Work to be completed:
Transcribe the entries exactly as each line appears.

============================================================

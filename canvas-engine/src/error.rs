//! Error taxonomy shared by the Admission Guard and Chunk Store.
//!
//! This is a taxonomy, not a 1:1 mirror of transport status codes — the
//! `canvas-server` boundary maps each variant to an HTTP status; nothing in
//! `canvas-engine` knows about HTTP.

use thiserror::Error;

/// Why a paint was rejected by the Admission Guard.
#[derive(Debug, Clone, Copy, PartialEq, Eq)]
pub enum RejectReason {
    Geofence,
    Radius,
    Speed,
}

impl RejectReason {
    pub fn as_str(&self) -> &'static str {
        match self {
            RejectReason::Geofence => "geofence",
            RejectReason::Radius => "radius",
            RejectReason::Speed => "speed",
        }
    }
}

/// Errors a paint attempt can fail with, in the order the Admission Guard's
/// rule chain can produce them.
#[derive(Debug, Error, Clone, Copy, PartialEq, Eq)]
pub enum PaintError {
    #[error("bad input: {0}")]
    BadInput(&'static str),

    #[error("bot token missing or rejected")]
    Unauthorized,

    #[error("forbidden: {0:?}")]
    Forbidden(RejectReason),

    #[error("rate limited: cooldown active")]
    TooMany,

    #[error("state store unavailable")]
    StoreUnavailable,

    #[error("internal error")]
    Internal,
}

============================================================

Answer to this problem:
filename canvas-engine/src/error.rs
//! Error taxonomy shared by the Admission Guard and Chunk Store.
//!
//! This is a taxonomy, not a 1:1 mirror of transport status codes — the
//! `canvas-server` boundary maps each variant to an HTTP status; nothing in
//! `canvas-engine` knows about HTTP.

use thiserror::Error;

/// Why a paint was rejected by the Admission Guard.
#[derive(Debug, Clone, Copy, PartialEq, Eq)]
pub enum RejectReason {
    Geofence,
    Radius,
    Speed,
}

impl RejectReason {
    pub fn as_str(&self) -> &'static str {
        match self {
            RejectReason::Geofence => "geofence",
            RejectReason::Radius => "radius",
            RejectReason::Speed => "speed",
        }
    }
}

/// Errors a paint attempt can fail with, in the order the Admission Guard's
/// rule chain can produce them.
#[derive(Debug, Error, Clone, Copy, PartialEq, Eq)]
pub enum PaintError {
    #[error("bad input: {0}")]
    BadInput(&'static str),

    #[error("bot token missing or rejected")]
    Unauthorized,

    #[error("forbidden: {0:?}")]
    Forbidden(RejectReason),

    #[error("rate limited: cooldown active")]
    TooMany,

    #[error("state store unavailable")]
    StoreUnavailable,

    #[error("internal error")]
    Internal,
}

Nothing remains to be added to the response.